PROBLEM DETAILS.
In the lines below, count those containing the word "Compute" and give the number alone.

(Collected data entries)
---

//! Prediction error taxonomy
//!
//! Every failure the decision pipeline can report, kept distinct so the
//! boundary can map each one to its own status code instead of a blanket 500.

/// Errors surfaced by request validation and the decision engine.
#[derive(Debug, Clone, PartialEq, thiserror::Error)]
pub enum PredictError {
    /// Malformed or missing request fields
    #[error("invalid request: {0}")]
    Validation(String),

    #[error("unsupported content type: {0}")]
    UnsupportedMediaType(String),

    #[error("unsupported accept type: {0}")]
    NotAcceptable(String),

    /// Season label not present in the encoder's training vocabulary
    #[error("error encoding season '{season}': {reason}")]
    Encoding { season: String, reason: String },

    /// Classifier emitted a zone label the registry does not know
    #[error("zone '{0}' is not present in the zone registry")]
    UnknownZone(String),

    /// Any other failure during feature construction or prediction
    #[error("error in prediction: {0}")]
    Compute(String),
}

impl PredictError {
    /// Stable tag used in structured log fields
    pub fn kind(&self) -> &'static str {
        match self {
            PredictError::Validation(_) => "validation",
            PredictError::UnsupportedMediaType(_) => "unsupported_media_type",
            PredictError::NotAcceptable(_) => "not_acceptable",
            PredictError::Encoding { .. } => "encoding",
            PredictError::UnknownZone(_) => "unknown_zone",
            PredictError::Compute(_) => "compute",
        }
    }
}

pub type PredictResult<T> = std::result::Result<T, PredictError>;

#[cfg(test)]
mod tests {
    use super::*;

    #[test]
    fn test_messages_name_the_offending_value() {
        let err = PredictError::UnknownZone("Zone Q".to_string());
        assert_eq!(err.to_string(), "zone 'Zone Q' is not present in the zone registry");

        let err = PredictError::Encoding {
            season: "Winter".to_string(),
            reason: "unseen label".to_string(),
        };
        assert!(err.to_string().contains("Winter"));
    }

    #[test]
    fn test_kind_tags_are_distinct() {
        let errors = [
            PredictError::Validation(String::new()),
            PredictError::UnsupportedMediaType(String::new()),
            PredictError::NotAcceptable(String::new()),
            PredictError::Encoding { season: String::new(), reason: String::new() },
            PredictError::UnknownZone(String::new()),
            PredictError::Compute(String::new()),
        ];
        let mut kinds: Vec<&str> = errors.iter().map(|e| e.kind()).collect();
        kinds.sort_unstable();
        kinds.dedup();
        assert_eq!(kinds.len(), errors.len());
    }
}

---

SOLVED PROBLEM.
3